**Records:**
- Opening Delimiter -

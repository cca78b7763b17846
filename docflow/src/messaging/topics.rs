//! Topic naming.

use serde::{Deserialize, Serialize};

/// Topic names derived from a pipeline name.
#[derive(Debug, Clone, PartialEq, Eq, Serialize, Deserialize)]
pub struct TopicNames {
    /// Documents waiting for the pipeline.
    pub source: String,
    /// Processed documents waiting for the indexer.
    pub destination: String,
    /// Messages that exhausted their retries.
    pub dead_letter: String,
    pipeline: String,
}

impl TopicNames {
    /// Derives the standard topic names for `pipeline`.
    pub fn for_pipeline(pipeline: impl Into<String>) -> Self {
        let pipeline = pipeline.into();
        Self {
            source: format!("{pipeline}_source"),
            destination: format!("{pipeline}_dest"),
            dead_letter: format!("{pipeline}_fail"),
            pipeline,
        }
    }

    /// Overrides the source topic.
    #[must_use]
    pub fn with_source(mut self, source: impl Into<String>) -> Self {
        self.source = source.into();
        self
    }

    /// Returns the pipeline name.
    pub fn pipeline(&self) -> &str {
        &self.pipeline
    }

    /// Topic carrying the events of one run.
    pub fn events(&self, run_id: &str) -> String {
        format!("{}_event_{run_id}", self.pipeline)
    }
}

#[cfg(test)]
mod tests {
    use super::*;

    #[test]
    fn test_derived_names() {
        let topics = TopicNames::for_pipeline("web");
        assert_eq!(topics.source, "web_source");
        assert_eq!(topics.destination, "web_dest");
        assert_eq!(topics.dead_letter, "web_fail");
        assert_eq!(topics.events("r1"), "web_event_r1");
        assert_eq!(topics.with_source("raw").source, "raw");
    }
}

- Closing Delimiter -

**What you have to do:**
Reproduce the whole of the records exactly, so that no line differs from the source above.

**Finished task:**
repository cca78b7763b17846
filename docflow/src/messaging/topics.rs
//! Topic naming.

use serde::{Deserialize, Serialize};

/// Topic names derived from a pipeline name.
#[derive(Debug, Clone, PartialEq, Eq, Serialize, Deserialize)]
pub struct TopicNames {
    /// Documents waiting for the pipeline.
    pub source: String,
    /// Processed documents waiting for the indexer.
    pub destination: String,
    /// Messages that exhausted their retries.
    pub dead_letter: String,
    pipeline: String,
}

impl TopicNames {
    /// Derives the standard topic names for `pipeline`.
    pub fn for_pipeline(pipeline: impl Into<String>) -> Self {
        let pipeline = pipeline.into();
        Self {
            source: format!("{pipeline}_source"),
            destination: format!("{pipeline}_dest"),
            dead_letter: format!("{pipeline}_fail"),
            pipeline,
        }
    }

    /// Overrides the source topic.
    #[must_use]
    pub fn with_source(mut self, source: impl Into<String>) -> Self {
        self.source = source.into();
        self
    }

    /// Returns the pipeline name.
    pub fn pipeline(&self) -> &str {
        &self.pipeline
    }

    /// Topic carrying the events of one run.
    pub fn events(&self, run_id: &str) -> String {
        format!("{}_event_{run_id}", self.pipeline)
    }
}

#[cfg(test)]
mod tests {
    use super::*;

    #[test]
    fn test_derived_names() {
        let topics = TopicNames::for_pipeline("web");
        assert_eq!(topics.source, "web_source");
        assert_eq!(topics.destination, "web_dest");
        assert_eq!(topics.dead_letter, "web_fail");
        assert_eq!(topics.events("r1"), "web_event_r1");
        assert_eq!(topics.with_source("raw").source, "raw");
    }
}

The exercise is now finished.